Start of Supplied data

//! Interactive parameter collection.
//!
//! Every question is a read-validate-retry loop: the prompt is repeated until
//! the answer is acceptable. There is no retry limit. Closing standard input
//! ends the loop with `InstallerError::Cancelled`, since no further answer can
//! ever arrive.

use std::io::{self, BufRead, Write};

use tracing::{debug, info};

use crate::command_executor::CommandRunner;
use crate::error::{InstallerError, Result};
use crate::probe;
use crate::types::{
    BootstrapParameters, Disk, Hostname, InstallParameters, ProcessorBrand, Username,
};

pub const INSTALL_CONFIRM: &str = "
This install script assumes this computer boots with UEFI and is connected to the Internet through DHCP.
Any other type of configuration is not supported.
Confirm installation? (y/n)
=> ";

pub const INSTALL_DISK: &str = "
Available disks:

{choices}

Which disk should Arch be installed to? (CAUTION: the disk will be completely erased!)
=> ";

pub const PROCESSOR_BRAND: &str = "
What is the brand of your CPU? ({choices})
=> ";

pub const HOSTNAME: &str = "
What is the hostname of this computer?
=> ";

pub const ADMIN_USERNAME: &str = "
What is the name of the admin user?
=> ";

pub const ADMIN_PASSWORD: &str = "
Please now input the password for the admin user:
";

/// Operator's answer to the installation warning.
#[derive(Debug, Clone, Copy, PartialEq, Eq)]
pub enum Confirmation {
    Proceed,
    Declined,
}

/// Line-oriented question/answer channel, normally stdin/stdout.
pub struct Console<R, W> {
    input: R,
    output: W,
}

impl Console<io::StdinLock<'static>, io::Stdout> {
    pub fn stdio() -> Self {
        Self::new(io::stdin().lock(), io::stdout())
    }
}

impl<R: BufRead, W: Write> Console<R, W> {
    pub fn new(input: R, output: W) -> Self {
        Self { input, output }
    }

    /// Print `prompt` and read one answer line (without its line ending).
    ///
    /// Returns `None` when the line is not valid UTF-8.
    pub fn ask(&mut self, prompt: &str) -> Result<Option<String>> {
        self.output.write_all(prompt.as_bytes())?;
        self.output.flush()?;

        let mut line = Vec::new();
        if self.input.read_until(b'\n', &mut line)? == 0 {
            return Err(InstallerError::Cancelled);
        }
        if line.ends_with(b"\n") {
            line.pop();
            if line.ends_with(b"\r") {
                line.pop();
            }
        }
        Ok(String::from_utf8(line).ok())
    }

    /// Repeat `prompt` until `accept` maps the answer to a value.
    pub fn ask_until<T>(
        &mut self,
        prompt: &str,
        mut accept: impl FnMut(&str) -> Option<T>,
    ) -> Result<T> {
        loop {
            match self.ask(prompt)? {
                Some(answer) => {
                    if let Some(value) = accept(&answer) {
                        return Ok(value);
                    }
                    debug!(answer, "rejected answer, asking again");
                }
                None => debug!("answer is not valid UTF-8, asking again"),
            }
        }
    }

    /// Print a message followed by a newline.
    pub fn say(&mut self, message: &str) -> Result<()> {
        writeln!(self.output, "{}", message)?;
        self.output.flush()?;
        Ok(())
    }

    pub fn into_output(self) -> W {
        self.output
    }
}

/// Block until the operator answers exactly one of `Y`, `y`, `N`, `n`.
pub fn confirm_installation<R: BufRead, W: Write>(
    console: &mut Console<R, W>,
) -> Result<Confirmation> {
    let confirmation = console.ask_until(INSTALL_CONFIRM, |answer| match answer {
        "Y" | "y" => Some(Confirmation::Proceed),
        "N" | "n" => Some(Confirmation::Declined),
        _ => None,
    })?;

    info!(?confirmation, "installation confirmation");
    Ok(confirmation)
}

/// Ask for one of `choices`; anything else is asked again.
pub fn select_install_disk<R: BufRead, W: Write>(
    console: &mut Console<R, W>,
    choices: &[Disk],
) -> Result<Disk> {
    if choices.is_empty() {
        return Err(InstallerError::probe("no installable disk was found"));
    }

    let listing = choices
        .iter()
        .map(|disk| format!(" -> {}", disk))
        .collect::<Vec<_>>()
        .join("\n");
    let prompt = INSTALL_DISK.replace("{choices}", &listing);

    console.ask_until(&prompt, |answer| {
        choices.iter().find(|disk| disk.as_str() == answer).cloned()
    })
}

/// Ask for the CPU vendor; `other` means no microcode package.
pub fn select_processor_brand<R: BufRead, W: Write>(
    console: &mut Console<R, W>,
) -> Result<Option<ProcessorBrand>> {
    let prompt = PROCESSOR_BRAND.replace("{choices}", &ProcessorBrand::choices().join(", "));
    console.ask_until(&prompt, ProcessorBrand::from_choice)
}

pub fn select_hostname<R: BufRead, W: Write>(console: &mut Console<R, W>) -> Result<Hostname> {
    console.ask_until(HOSTNAME, |answer| Hostname::new(answer).ok())
}

pub fn select_admin_username<R: BufRead, W: Write>(
    console: &mut Console<R, W>,
) -> Result<Username> {
    console.ask_until(ADMIN_USERNAME, |answer| Username::new(answer).ok())
}

/// Collect the bootstrap parameters: disk and CPU vendor from the operator,
/// memory size from the system.
pub fn gather_bootstrap_parameters<R: BufRead, W: Write>(
    console: &mut Console<R, W>,
    runner: &mut dyn CommandRunner,
) -> Result<BootstrapParameters> {
    let disks = probe::available_disks(runner)?;
    let install_disk = select_install_disk(console, &disks)?;
    let processor_brand = select_processor_brand(console)?;
    let total_memory = probe::total_memory(runner)?;

    Ok(BootstrapParameters {
        install_disk,
        processor_brand,
        total_memory,
    })
}

/// Collect the post-install parameters.
pub fn gather_install_parameters<R: BufRead, W: Write>(
    console: &mut Console<R, W>,
) -> Result<InstallParameters> {
    Ok(InstallParameters {
        hostname: select_hostname(console)?,
        admin_username: select_admin_username(console)?,
    })
}
//! Text file helpers used to edit the target system's configuration.

use std::fs;
use std::io;
use std::path::Path;

use regex::Regex;
use tracing::debug;

use crate::error::Result;

/// Overwrite `path` with `content`, trimmed of surrounding whitespace and
/// terminated by exactly one newline.
pub fn write_to_file(path: &Path, content: &str) -> Result<()> {
    debug!(path = %path.display(), "writing file");
    fs::write(path, format!("{}\n", content.trim()))?;
    Ok(())
}

/// Apply `pattern` -> `replacement` to every line of `path` independently.
///
/// `replacement` uses regex syntax for groups (`$1`, `${name}`). Lines that do
/// not match are written back untouched, including their line endings.
pub fn replace_in_file(path: &Path, pattern: &Regex, replacement: &str) -> Result<()> {
    let original = fs::read_to_string(path)?;
    let edited = replace_lines(&original, pattern, replacement);

    if edited != original {
        debug!(path = %path.display(), pattern = pattern.as_str(), "editing file");
        fs::write(path, edited)?;
    }
    Ok(())
}

fn replace_lines(text: &str, pattern: &Regex, replacement: &str) -> String {
    text.split_inclusive('\n')
        .map(|line| {
            let (body, ending) = match line.strip_suffix('\n') {
                Some(body) => (body, "\n"),
                None => (line, ""),
            };
            format!("{}{}", pattern.replace_all(body, replacement), ending)
        })
        .collect()
}

/// Remove `path` if it exists (files and symlinks, including dangling ones).
pub fn delete_file(path: &Path) -> Result<()> {
    match fs::remove_file(path) {
        Ok(()) => {
            debug!(path = %path.display(), "deleted file");
            Ok(())
        }
        Err(e) if e.kind() == io::ErrorKind::NotFound => Ok(()),
        Err(e) => Err(e.into()),
    }
}

/// Collapse every run of tabs and every run of two or more spaces into a
/// single space, on every line.
pub fn normalize_whitespace(text: &str) -> String {
    let mut out = String::with_capacity(text.len());
    let mut pending_gap = false;

    for c in text.chars() {
        if c == '\t' || c == ' ' {
            pending_gap = true;
            continue;
        }
        if pending_gap {
            out.push(' ');
            pending_gap = false;
        }
        out.push(c);
    }
    if pending_gap {
        out.push(' ');
    }
    out
}
//! Operator interrupt tests
//!
//! These tests run the real `archstrap` binary and verify that SIGINT ends
//! either phase with status 1 while it waits at a prompt, before any command
//! has been issued.

use std::io::Read;
use std::process::{Child, Command, ExitStatus, Stdio};
use std::sync::mpsc::{self, Receiver};
use std::thread;
use std::time::{Duration, Instant};

use nix::sys::signal::{Signal, kill};
use nix::unistd::Pid;

const TIMEOUT: Duration = Duration::from_secs(10);

/// Helper: Forward everything the child prints on stdout to a channel
fn forward_stdout(child: &mut Child) -> Receiver<Vec<u8>> {
    let mut stdout = child.stdout.take().expect("stdout should be piped");
    let (tx, rx) = mpsc::channel();

    thread::spawn(move || {
        let mut buf = [0u8; 512];
        loop {
            match stdout.read(&mut buf) {
                Ok(0) | Err(_) => break,
                Ok(n) => {
                    if tx.send(buf[..n].to_vec()).is_err() {
                        break;
                    }
                }
            }
        }
    });

    rx
}

/// Helper: Collect output until `marker` has been printed
fn wait_for_output(rx: &Receiver<Vec<u8>>, output: &mut Vec<u8>, marker: &str) {
    let deadline = Instant::now() + TIMEOUT;
    while !String::from_utf8_lossy(output).contains(marker) {
        let remaining = deadline.saturating_duration_since(Instant::now());
        match rx.recv_timeout(remaining) {
            Ok(chunk) => output.extend(chunk),
            Err(_) => panic!(
                "{:?} never appeared; output so far: {}",
                marker,
                String::from_utf8_lossy(output)
            ),
        }
    }
}

/// Helper: Wait for the child to exit, killing it on timeout
fn wait_with_timeout(child: &mut Child) -> ExitStatus {
    let deadline = Instant::now() + TIMEOUT;
    while Instant::now() < deadline {
        if let Some(status) = child.try_wait().expect("try_wait should succeed") {
            return status;
        }
        thread::sleep(Duration::from_millis(20));
    }
    let _ = child.kill();
    panic!("installer did not exit after SIGINT");
}

/// Start a phase, wait for `prompt`, send SIGINT and return the exit status
/// with everything printed on stdout.
fn interrupt_at_prompt(phase: &str, prompt: &str) -> (ExitStatus, String) {
    let mut child = Command::new(env!("CARGO_BIN_EXE_archstrap"))
        .args(["--skip-preflight", phase])
        .stdin(Stdio::piped())
        .stdout(Stdio::piped())
        .stderr(Stdio::null())
        .spawn()
        .expect("Failed to spawn archstrap");

    // Held open so the prompt blocks instead of seeing end of input
    let _stdin = child.stdin.take();
    let rx = forward_stdout(&mut child);

    let mut output = Vec::new();
    wait_for_output(&rx, &mut output, prompt);

    kill(Pid::from_raw(child.id() as i32), Signal::SIGINT).expect("SIGINT should be delivered");
    let status = wait_with_timeout(&mut child);

    // The channel disconnects once the child's stdout closes
    while let Ok(chunk) = rx.recv_timeout(TIMEOUT) {
        output.extend(chunk);
    }

    (status, String::from_utf8_lossy(&output).into_owned())
}

#[test]
fn test_sigint_at_confirmation_exits_with_status_1() {
    let (status, output) = interrupt_at_prompt("bootstrap", "Confirm installation?");

    assert_eq!(status.code(), Some(1), "output: {}", output);
    assert!(output.contains("Installation interrupted."), "output: {}", output);
    assert!(!output.contains("Stopping Reflector"));
}

#[test]
fn test_sigint_at_hostname_prompt_exits_with_status_1() {
    let (status, output) = interrupt_at_prompt("configure", "hostname of this computer");

    assert_eq!(status.code(), Some(1), "output: {}", output);
    assert!(output.contains("Installation interrupted."), "output: {}", output);
    assert!(!output.contains("Creating admin user"));
}
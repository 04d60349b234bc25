//! Installer configuration
//!
//! All fixed constants of the installation (paths, package set, locales, mirror
//! filter, admin account shape) live in one immutable `InstallerConfig` that is
//! built once in `main` and handed by reference to every step. The defaults
//! describe the supported installation; a JSON file may override any field.

use std::fs;
use std::path::{Path, PathBuf};

use serde::{Deserialize, Serialize};
use strum::{Display, EnumString};

use crate::error::{InstallerError, Result};

/// Reflector `--sort` criterion
#[derive(Debug, Clone, Copy, PartialEq, Eq, Default, Serialize, Deserialize)]
#[derive(Display, EnumString)]
#[serde(rename_all = "lowercase")]
#[strum(serialize_all = "lowercase")]
pub enum MirrorSortMethod {
    /// Sort by measured download rate (fastest first).
    #[default]
    Rate,
    /// Sort by last synchronization time.
    Age,
    /// Sort by country.
    Country,
    /// Sort by mirror score.
    Score,
}

/// Mirror list regeneration settings.
#[derive(Debug, Clone, PartialEq, Eq, Serialize, Deserialize)]
#[serde(default)]
pub struct MirrorConfig {
    pub country: String,
    pub protocol: String,
    /// Keep only the N most recently synchronized mirrors.
    pub latest: u32,
    pub sort: MirrorSortMethod,
    pub mirrorlist_path: PathBuf,
}

impl Default for MirrorConfig {
    fn default() -> Self {
        Self {
            country: "France".to_string(),
            protocol: "https".to_string(),
            latest: 10,
            sort: MirrorSortMethod::Rate,
            mirrorlist_path: PathBuf::from("/etc/pacman.d/mirrorlist"),
        }
    }
}

/// Files edited by the post-install phase, as seen from inside the new system.
#[derive(Debug, Clone, PartialEq, Eq, Serialize, Deserialize)]
#[serde(default)]
pub struct SystemPaths {
    pub sudoers: PathBuf,
    pub pacman_conf: PathBuf,
    pub localtime: PathBuf,
    pub zoneinfo_dir: PathBuf,
    pub locale_gen: PathBuf,
    pub locale_conf: PathBuf,
    pub vconsole_conf: PathBuf,
    pub hostname: PathBuf,
    pub hosts: PathBuf,
    /// Template copied into new home directories by `useradd`.
    pub skel_bash_logout: PathBuf,
}

impl SystemPaths {
    /// The standard layout rooted at `root` (`/` on a running system).
    pub fn under(root: &Path) -> Self {
        Self {
            sudoers: root.join("etc/sudoers"),
            pacman_conf: root.join("etc/pacman.conf"),
            localtime: root.join("etc/localtime"),
            zoneinfo_dir: root.join("usr/share/zoneinfo"),
            locale_gen: root.join("etc/locale.gen"),
            locale_conf: root.join("etc/locale.conf"),
            vconsole_conf: root.join("etc/vconsole.conf"),
            hostname: root.join("etc/hostname"),
            hosts: root.join("etc/hosts"),
            skel_bash_logout: root.join("etc/skel/.bash_logout"),
        }
    }

    fn all(&self) -> [(&'static str, &Path); 10] {
        [
            ("sudoers", self.sudoers.as_path()),
            ("pacman_conf", self.pacman_conf.as_path()),
            ("localtime", self.localtime.as_path()),
            ("zoneinfo_dir", self.zoneinfo_dir.as_path()),
            ("locale_gen", self.locale_gen.as_path()),
            ("locale_conf", self.locale_conf.as_path()),
            ("vconsole_conf", self.vconsole_conf.as_path()),
            ("hostname", self.hostname.as_path()),
            ("hosts", self.hosts.as_path()),
            ("skel_bash_logout", self.skel_bash_logout.as_path()),
        ]
    }
}

impl Default for SystemPaths {
    fn default() -> Self {
        Self::under(Path::new("/"))
    }
}

/// Every constant the two installation phases rely on.
#[derive(Debug, Clone, PartialEq, Eq, Serialize, Deserialize)]
#[serde(default)]
pub struct InstallerConfig {
    /// Mount point the target root filesystem is assembled under.
    pub chroot_path: PathBuf,
    /// Mount point of the EFI system partition, beneath `chroot_path`.
    pub boot_dir: PathBuf,
    pub swapfile_path: PathBuf,
    pub mirrors: MirrorConfig,
    /// Keyring populated after `pacman-key --init`.
    pub keyring: String,
    pub base_packages: Vec<String>,
    /// Locale names without encoding suffix, e.g. `en_US`.
    pub locales: Vec<String>,
    /// Contents of `/etc/locale.conf`.
    pub locale_conf: String,
    /// Zone name relative to the zoneinfo directory.
    pub timezone: String,
    pub keymap: String,
    pub admin_uid: u32,
    pub admin_groups: Vec<String>,
    pub system: SystemPaths,
}

impl Default for InstallerConfig {
    fn default() -> Self {
        Self {
            chroot_path: PathBuf::from("/mnt"),
            boot_dir: PathBuf::from("/mnt/boot"),
            swapfile_path: PathBuf::from("/mnt/swapfile"),
            mirrors: MirrorConfig::default(),
            keyring: "archlinux".to_string(),
            base_packages: [
                "base",
                "base-devel",
                "linux",
                "linux-firmware",
                "e2fsprogs",
                "dosfstools",
                "grub",
                "efibootmgr",
                "sudo",
                "vim",
                "man-db",
            ]
            .iter()
            .map(|pkg| pkg.to_string())
            .collect(),
            locales: vec!["en_US".to_string(), "fr_FR".to_string()],
            locale_conf: "LANG=en_US.UTF-8\nLANGUAGE=en_US:en".to_string(),
            timezone: "Europe/Paris".to_string(),
            keymap: "fr-latin9".to_string(),
            admin_uid: 1000,
            admin_groups: vec!["wheel".to_string(), "sys".to_string()],
            system: SystemPaths::default(),
        }
    }
}

impl InstallerConfig {
    /// Load a JSON configuration file; absent fields keep their defaults.
    pub fn load_from_file<P: AsRef<Path>>(path: P) -> Result<Self> {
        let path = path.as_ref();
        let content = fs::read_to_string(path).map_err(|e| {
            InstallerError::config(format!("Failed to read configuration from {:?}: {}", path, e))
        })?;

        let config: Self = serde_json::from_str(&content)?;
        Ok(config)
    }

    /// Render the configuration as pretty-printed JSON.
    pub fn to_json(&self) -> Result<String> {
        Ok(serde_json::to_string_pretty(self)?)
    }

    /// Check internal consistency.
    pub fn validate(&self) -> Result<()> {
        for (name, path) in [
            ("chroot_path", self.chroot_path.as_path()),
            ("boot_dir", self.boot_dir.as_path()),
            ("swapfile_path", self.swapfile_path.as_path()),
            ("mirrors.mirrorlist_path", self.mirrors.mirrorlist_path.as_path()),
        ] {
            require_absolute(name, path)?;
        }
        for (name, path) in self.system.all() {
            require_absolute(&format!("system.{}", name), path)?;
        }

        if !self.boot_dir.starts_with(&self.chroot_path) || self.boot_dir == self.chroot_path {
            return Err(InstallerError::config(format!(
                "boot_dir {:?} must be beneath chroot_path {:?}",
                self.boot_dir, self.chroot_path
            )));
        }

        if self.base_packages.is_empty() {
            return Err(InstallerError::config("base_packages cannot be empty"));
        }
        if let Some(pkg) = self
            .base_packages
            .iter()
            .find(|p| p.is_empty() || p.contains(char::is_whitespace))
        {
            return Err(InstallerError::config(format!("Invalid package name {:?}", pkg)));
        }

        if self.locales.is_empty() {
            return Err(InstallerError::config("locales cannot be empty"));
        }

        if self.mirrors.latest == 0 {
            return Err(InstallerError::config("mirrors.latest must be at least 1"));
        }
        if self.mirrors.country.trim().is_empty() {
            return Err(InstallerError::config("mirrors.country cannot be empty"));
        }

        if self.admin_uid == 0 {
            return Err(InstallerError::config("admin_uid cannot be 0 (root)"));
        }
        if self.admin_groups.is_empty() {
            return Err(InstallerError::config("admin_groups cannot be empty"));
        }

        if self.timezone.is_empty() || Path::new(&self.timezone).is_absolute() {
            return Err(InstallerError::config(
                "timezone must be a zone name such as Europe/Paris",
            ));
        }
        if self.keymap.trim().is_empty() {
            return Err(InstallerError::config("keymap cannot be empty"));
        }

        Ok(())
    }

    /// Where the generated filesystem table is written.
    pub fn fstab_path(&self) -> PathBuf {
        self.chroot_path.join("etc/fstab")
    }
}

fn require_absolute(name: &str, path: &Path) -> Result<()> {
    if path.is_absolute() {
        Ok(())
    } else {
        Err(InstallerError::config(format!(
            "{} must be an absolute path, got {:?}",
            name, path
        )))
    }
}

End of Supplied data

Where a line of the records includes "Europe", copy it.

**Solution to the exercise:**
            timezone: "Europe/Paris".to_string(),
                "timezone must be a zone name such as Europe/Paris",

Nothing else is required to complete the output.